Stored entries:

▽

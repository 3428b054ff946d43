#![no_std]
#![no_main]
#![deny(
    clippy::mem_forget,
    reason = "mem::forget is generally not safe to do with esp_hal types, especially those \
    holding buffers for the duration of a data transfer."
)]
#![deny(clippy::large_stack_frames)]

use embassy_executor::Spawner;
use embassy_time::Timer;
use embedded_hal::{digital::OutputPin, spi::SpiBus};
use esp_hal::{
    clock::CpuClock,
    delay::Delay,
    gpio::{Level, Output, OutputConfig, RtcPin},
    i2c::master::{Config as I2cConfig, I2c},
    rng::Rng,
    rtc_cntl::{reset_reason, wakeup_cause},
    spi::master::Spi,
    system::Cpu,
    time::{Instant, Rate},
    timer::timg::TimerGroup,
};
use flipcard_core::{
    app::{AppConfig, FlipcardApp, TickResult},
    render::Screen,
};
use flipcard_hal_esp32s3::{
    input::{Ft6336Touch, TouchConfig},
    platform::{FrameBuffer, SharpDisplay},
    render::{FrameRenderer, ScreenRenderer},
    storage::SdCardStore,
};
use log::{LevelFilter, info, warn};
use rand::{SeedableRng, rngs::SmallRng};

#[path = "main/power.rs"]
mod power;

const DISPLAY_SPI_HZ: u32 = 1_000_000;
const SD_SPI_HZ: u32 = 1_000_000;
const TOUCH_I2C_KHZ: u32 = 400;
const SD_PROBE_ATTEMPTS: u8 = 3;
const SD_PROBE_RETRY_DELAY_MS: u64 = 120;
const IDLE_TIMEOUT_MS: u64 = 180_000;
const SLEEP_NOTICE_MS: u64 = 2_000;
const LOOP_DELAY_MS: u64 = 50;

const APP_CONFIG: AppConfig = AppConfig::new().with_idle_timeout_ms(IDLE_TIMEOUT_MS);
// Panel is mounted landscape with the controller's origin at the bottom-left.
const TOUCH_CONFIG: TouchConfig = TouchConfig::new().with_invert_y(true);

#[panic_handler]
fn panic(_: &core::panic::PanicInfo) -> ! {
    loop {}
}

// This creates a default app-descriptor required by the esp-idf bootloader.
// For more information see: <https://docs.espressif.com/projects/esp-idf/en/stable/esp32/api-reference/system/app_image_format.html#application-description>
esp_bootloader_esp_idf::esp_app_desc!();

/// Draw a two-line status screen, used for boot failures.
fn show_status<SPI, DISP, EMD, CS>(
    display: &mut SharpDisplay<SPI, DISP, EMD, CS>,
    frame: &mut FrameBuffer,
    delay: &mut Delay,
    line1: &str,
    line2: &str,
) where
    SPI: SpiBus<u8>,
    DISP: OutputPin,
    EMD: OutputPin,
    CS: OutputPin,
{
    ScreenRenderer::new().render(Screen::Status { line1, line2 }, frame);
    if let Err(err) = display.flush_frame(frame, delay) {
        warn!("display: status flush failed: {:?}", err);
    }
}

async fn halt() -> ! {
    loop {
        Timer::after_secs(1).await;
    }
}

#[allow(
    clippy::large_stack_frames,
    reason = "it's not unusual to allocate larger buffers etc. in main"
)]
#[esp_rtos::main]
async fn main(_spawner: Spawner) -> ! {
    esp_println::logger::init_logger(LevelFilter::Info);
    esp_println::println!("boot: flipcard starting");

    let config = esp_hal::Config::default().with_cpu_clock(CpuClock::max());
    let peripherals = esp_hal::init(config);
    info!(
        "boot: reset_reason={:?} wakeup_cause={:?}",
        reset_reason(Cpu::ProCpu),
        wakeup_cause()
    );

    // Card index and descriptors are parsed into owned strings.
    esp_alloc::heap_allocator!(#[esp_hal::ram(reclaimed)] size: 65536);
    esp_alloc::heap_allocator!(size: 96 * 1024);

    let timg0 = TimerGroup::new(peripherals.TIMG0);
    esp_rtos::start(timg0.timer0);

    // Display wiring: CLK=GPIO13, DI=GPIO14, CS=GPIO15, DISP=GPIO2, EMD=GPIO9
    let disp_pin = peripherals.GPIO2;
    // Release any prior deep-sleep pad hold before driving DISP high again.
    disp_pin.rtcio_pad_hold(false);
    let disp = Output::new(disp_pin, Level::Low, OutputConfig::default());
    let emd = Output::new(peripherals.GPIO9, Level::Low, OutputConfig::default());
    let cs = Output::new(peripherals.GPIO15, Level::Low, OutputConfig::default());

    let spi_config = esp_hal::spi::master::Config::default()
        .with_frequency(Rate::from_hz(DISPLAY_SPI_HZ))
        // LS027B7DH01 uses CPOL=0, CPHA=1.
        .with_mode(esp_hal::spi::Mode::_1);

    let spi = Spi::new(peripherals.SPI2, spi_config)
        .unwrap()
        .with_sck(peripherals.GPIO13)
        .with_mosi(peripherals.GPIO14);

    let mut delay = Delay::new();
    let mut display = SharpDisplay::new(spi, disp, emd, cs);
    let mut display_fault_logged = false;
    if let Err(err) = display.initialize(&mut delay) {
        warn!("display: initialize failed: {:?}", err);
        display_fault_logged = true;
    }
    if let Err(err) = display.clear_all(&mut delay) {
        warn!("display: clear failed: {:?}", err);
        display_fault_logged = true;
    }

    let mut renderer = ScreenRenderer::new();
    let mut frame = FrameBuffer::new();

    // SD wiring: CS=GPIO8, SCK=GPIO4, MOSI=GPIO40, MISO=GPIO41
    let sd_cs = Output::new(peripherals.GPIO8, Level::High, OutputConfig::default());
    let sd_spi_config = esp_hal::spi::master::Config::default()
        .with_frequency(Rate::from_hz(SD_SPI_HZ))
        // SD cards in SPI mode use CPOL=0, CPHA=0.
        .with_mode(esp_hal::spi::Mode::_0);
    let sd_spi = Spi::new(peripherals.SPI3, sd_spi_config)
        .unwrap()
        .with_sck(peripherals.GPIO4)
        .with_mosi(peripherals.GPIO40)
        .with_miso(peripherals.GPIO41);
    let mut store = SdCardStore::new(sd_spi, sd_cs, Delay::new());

    let mut sd_ready = false;
    for attempt in 1..=SD_PROBE_ATTEMPTS {
        match store.probe() {
            Ok(_) => {
                sd_ready = true;
                break;
            }
            Err(err) => {
                warn!("sd: probe attempt {} failed: {:?}", attempt, err);
                Timer::after_millis(SD_PROBE_RETRY_DELAY_MS).await;
            }
        }
    }
    if !sd_ready {
        show_status(
            &mut display,
            &mut frame,
            &mut delay,
            "NO SD CARD",
            "Insert a card and restart",
        );
        halt().await;
    }

    // Touch wiring: SDA=GPIO10, SCL=GPIO11, INT=GPIO12 (deep-sleep wake)
    let i2c = I2c::new(
        peripherals.I2C0,
        I2cConfig::default().with_frequency(Rate::from_khz(TOUCH_I2C_KHZ)),
    )
    .unwrap()
    .with_sda(peripherals.GPIO10)
    .with_scl(peripherals.GPIO11);
    let touch = match Ft6336Touch::new(i2c, TOUCH_CONFIG) {
        Ok(touch) => touch,
        Err(err) => {
            warn!("touch: controller not found: {:?}", err);
            show_status(
                &mut display,
                &mut frame,
                &mut delay,
                "TOUCH ERROR",
                "Touch controller not found",
            );
            halt().await
        }
    };

    let rng = SmallRng::seed_from_u64(u64::from(Rng::new().random()));
    let loop_start = Instant::now();
    let mut app = match FlipcardApp::new(
        &mut store,
        touch,
        rng,
        APP_CONFIG,
        loop_start.elapsed().as_millis(),
    ) {
        Ok(app) => app,
        Err(err) => {
            warn!("boot: content load failed: {}", err);
            show_status(
                &mut display,
                &mut frame,
                &mut delay,
                "CONTENT ERROR",
                "Check the FLIPCARD folder",
            );
            halt().await
        }
    };
    info!(
        "boot: {} cards, {} languages",
        app.catalog().total(),
        app.languages().len()
    );

    loop {
        let now_ms = loop_start.elapsed().as_millis();

        match app.tick(now_ms) {
            TickResult::NoRender => {}
            TickResult::RenderRequested => {
                app.with_screen(|screen| renderer.render(screen, &mut frame));
                if let Err(err) = display.flush_frame(&frame, &mut delay)
                    && !display_fault_logged
                {
                    warn!("display: flush failed: {:?}", err);
                    display_fault_logged = true;
                }
            }
            TickResult::SleepRequested => {
                info!(
                    "sleep: entering deep sleep after {}ms inactivity",
                    IDLE_TIMEOUT_MS
                );
                app.with_screen(|screen| renderer.render(screen, &mut frame));
                if let Err(err) = display.flush_frame(&frame, &mut delay) {
                    warn!("display: lock flush failed: {:?}", err);
                }
                Timer::after_millis(SLEEP_NOTICE_MS).await;
                power::enter_deep_sleep(&mut display, &mut store);
            }
        }

        Timer::after_millis(LOOP_DELAY_MS).await;
    }
}
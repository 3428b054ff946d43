use embedded_hal::{delay::DelayNs, digital::OutputPin, spi::SpiBus};
use esp_hal::{
    gpio::RtcPin,
    peripherals::{GPIO2, GPIO12, LPWR},
    rtc_cntl::{
        Rtc,
        sleep::{RtcioWakeupSource, WakeupLevel},
    },
};
use flipcard_hal_esp32s3::{platform::SharpDisplay, storage::SdCardStore};
use log::warn;

/// Power down until the touch controller pulls INT low. Wake is a reboot.
pub(super) fn enter_deep_sleep<DSPI, DISP, EMD, DCS, SDBUS, SDCS, SDDELAY>(
    display: &mut SharpDisplay<DSPI, DISP, EMD, DCS>,
    store: &mut SdCardStore<SDBUS, SDCS, SDDELAY>,
) -> !
where
    DSPI: SpiBus<u8>,
    DISP: OutputPin,
    EMD: OutputPin,
    DCS: OutputPin,
    SDBUS: SpiBus<u8>,
    SDCS: OutputPin,
    SDDELAY: DelayNs,
{
    if let Err(err) = display.disable_output() {
        warn!("sleep: display off failed: {:?}", err);
    }
    // Latch DISP low through deep sleep.
    let disp_hold = unsafe { GPIO2::steal() };
    disp_hold.rtcio_pad_hold(true);

    if let Err(err) = store.sleep_ready() {
        warn!("sleep: sd idle failed: {:?}", err);
    }

    let mut rtc = Rtc::new(unsafe { LPWR::steal() });
    let mut touch_int = unsafe { GPIO12::steal() };
    let mut wake_pins: [(&mut dyn RtcPin, WakeupLevel); 1] =
        [(&mut touch_int, WakeupLevel::Low)];
    let wake_source = RtcioWakeupSource::new(&mut wake_pins);

    rtc.sleep_deep(&[&wake_source]);
}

△

AIM OF THE TASK: Lines holding the word "const" are the answer; copy every one from the records above.

EXERCISE RESPONSE:
const DISPLAY_SPI_HZ: u32 = 1_000_000;
const SD_SPI_HZ: u32 = 1_000_000;
const TOUCH_I2C_KHZ: u32 = 400;
const SD_PROBE_ATTEMPTS: u8 = 3;
const SD_PROBE_RETRY_DELAY_MS: u64 = 120;
const IDLE_TIMEOUT_MS: u64 = 180_000;
const SLEEP_NOTICE_MS: u64 = 2_000;
const LOOP_DELAY_MS: u64 = 50;
const APP_CONFIG: AppConfig = AppConfig::new().with_idle_timeout_ms(IDLE_TIMEOUT_MS);
const TOUCH_CONFIG: TouchConfig = TouchConfig::new().with_invert_y(true);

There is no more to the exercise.